…ということで、三浦半島の鷹取山に登ったというお話 でありますけれど、

頂上にあたる展望台からの眺めのほどは…。



切り立った岩壁の向こうに見えるのは、横須賀の海でしょうか。

米軍のベースや自衛隊の艦隊司令部は手前の山の陰になって見えないとは

そういうロケーションを選んでいるのかなと思ったり。


目を転じると富士山が見える…はずなんですが、曇り空がすっかり姿を隠してしまいまして。

代わりせめてもの遠望として目を止めたのが江の島でありました。

真中に灯台がすっくと立っているので、探しやすいですよね。

ただし、久里浜火力発電所から続いていると思しき送電鉄塔が思い切り視界を遮ってますが。

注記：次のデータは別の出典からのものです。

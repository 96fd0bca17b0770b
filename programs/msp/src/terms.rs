use anchor_lang::prelude::*;

use crate::codec::{ByteReader, ByteWriter, Memo};
use crate::constants::MEMO_LEN;

/// The negotiable terms of a stream. A proposal carries a full candidate set;
/// approval replaces all of them at once.
#[derive(Debug, Clone, Copy, PartialEq, Eq, Default)]
pub struct StreamTerms {
    pub memo: Memo,
    pub associated_token: Pubkey,
    pub rate_amount: u64,
    pub rate_interval_in_seconds: u64,
    pub cliff_in_seconds: u64,
    pub cliff_vest_amount: u64,
    pub cliff_vest_percent: u64,
    /// Zero disables auto-pause.
    pub auto_pause_in_seconds: u64,
}

impl StreamTerms {
    pub const LEN: usize = MEMO_LEN + 32 + 8 * 6;

    pub fn write(&self, w: &mut ByteWriter) {
        w.bytes32(&self.memo)
            .pubkey(&self.associated_token)
            .u64(self.rate_amount)
            .u64(self.rate_interval_in_seconds)
            .u64(self.cliff_in_seconds)
            .u64(self.cliff_vest_amount)
            .u64(self.cliff_vest_percent)
            .u64(self.auto_pause_in_seconds);
    }

    pub fn read(r: &mut ByteReader) -> Result<Self> {
        Ok(Self {
            memo: r.bytes32()?,
            associated_token: r.pubkey()?,
            rate_amount: r.u64()?,
            rate_interval_in_seconds: r.u64()?,
            cliff_in_seconds: r.u64()?,
            cliff_vest_amount: r.u64()?,
            cliff_vest_percent: r.u64()?,
            auto_pause_in_seconds: r.u64()?,
        })
    }
}

/// A pending renegotiation of a stream's terms.
#[derive(Debug, Clone, Copy, PartialEq, Eq)]
pub struct StreamTermsProposal {
    pub proposed_by: Pubkey,
    /// The only party allowed to answer.
    pub counterparty: Pubkey,
    pub terms: StreamTerms,
}

impl StreamTermsProposal {
    pub const LEN: usize = 32 + 32 + StreamTerms::LEN;
}

/// Update negotiation state attached to a stream. Persisted as a flag byte
/// followed by a fixed proposal block that is zeroed when nothing is pending.
#[derive(Debug, Clone, Copy, PartialEq, Eq, Default)]
pub enum PendingUpdate {
    #[default]
    None,
    Pending(StreamTermsProposal),
}

impl PendingUpdate {
    pub const LEN: usize = 1 + StreamTermsProposal::LEN;

    pub fn is_pending(&self) -> bool {
        matches!(self, PendingUpdate::Pending(_))
    }

    pub fn proposal(&self) -> Option<&StreamTermsProposal> {
        match self {
            PendingUpdate::Pending(proposal) => Some(proposal),
            PendingUpdate::None => None,
        }
    }

    pub fn write(&self, w: &mut ByteWriter) {
        match self {
            PendingUpdate::None => {
                w.bool(false)
                    .pubkey(&Pubkey::default())
                    .pubkey(&Pubkey::default());
                StreamTerms::default().write(w);
            }
            PendingUpdate::Pending(proposal) => {
                w.bool(true)
                    .pubkey(&proposal.proposed_by)
                    .pubkey(&proposal.counterparty);
                proposal.terms.write(w);
            }
        }
    }

    pub fn read(r: &mut ByteReader) -> Result<Self> {
        let pending = r.bool()?;
        let proposed_by = r.pubkey()?;
        let counterparty = r.pubkey()?;
        let terms = StreamTerms::read(r)?;

        if !pending {
            return Ok(PendingUpdate::None);
        }
        Ok(PendingUpdate::Pending(StreamTermsProposal { proposed_by, counterparty, terms }))
    }
}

と、眺望はすっきりしたものではありませんでしたけれど、とりあえず。

展望台下の開けた場所で、山用の携帯コンロを取り出し昼飯を取り始めますと、

どうやらスクランブル状態で飛来したものがあるのですね。



先ほど見たように江の島も望める場所だけに、

もっぱら江の島の観光客を悩ましていると噂のトンビは鷹取山にも出張してくるようで。

この後、すぐ頭の上というくらいまで来て輪を描き、やおら急降下で襲来し、

近くでは食べ物を掠め取られていた人もおったようですよ。


元来、鷹取山の名の由来は、太田道灌が鷹狩に来たとか、

もともと鷹が多くいて鷹を調達する場であったとか、いろいろあるようですけれど、

トンビもタカ科の猛禽類だけに、むしろこちらが本拠地で江の島方面へ出張していると

見るべきなのかもしれませんなあ。


トンビに食料をさらわれないようにそそくさと昼飯を済ませて、

今度は神武寺方向へと下りに掛りますが、その入口がこちらです。


神武寺への下りはこちらから

岩を削って無理やり開いたような道ですな。

ずいぶんせまいと思っておりますと、この先には思いもよらぬクサリ場が。


鷹取山ハイキングコースのクサリ場

と、遥か下まで切れ落ちた斜面ではありませんので驚くには当たらないですが、

全山岩の塊のような山なのだなと改めて思いましたですよ。


ほどなく歩きやすい尾根道になりまして、ずんずんと下っていきますと、

大きな堂宇が見えて医王山神武寺に到着と相成ります。

創建は神亀元年(724年)、古くから山岳信仰の霊場とあったというのは

ロケーション的にさもありなむです。


医王山神武寺


奥に見えているのは薬師堂でして、薬師三尊像を祀って病気平癒の願掛けがされる場所。

源頼朝・政子夫妻の信仰も篤かったとは「吾妻鏡」にも書かれてあるのだそうな。



ただ、こちらの本堂のある一画には檀信徒および関係者以外立入禁止と。

御朱印をもらう人は中で受け付けているみたいですが。



総門をくぐりぬけ、振り返る神武寺境内。

ヒトはそもそも何らかの自然の「力」がありそうだと考えるところにたくさんの寺社を造り、

そのことを忘れて寺社がパワースポットだというような言い方をしてしまう昨今ですが、

神武寺のいかにも山と一体化したお寺さんという佇まいもまた、

古の人が自然の「力」を感じ取ったからこそこの場所に開かれたのだということを

思い出させてくれるのでありますよ。


とまれ、神武寺を背にしてJR横須賀線の東逗子駅へと下り、帰途に就いたのでありました。

ああ、いい汗かいて、自然の「気」にも触れたかなあと思いつつ。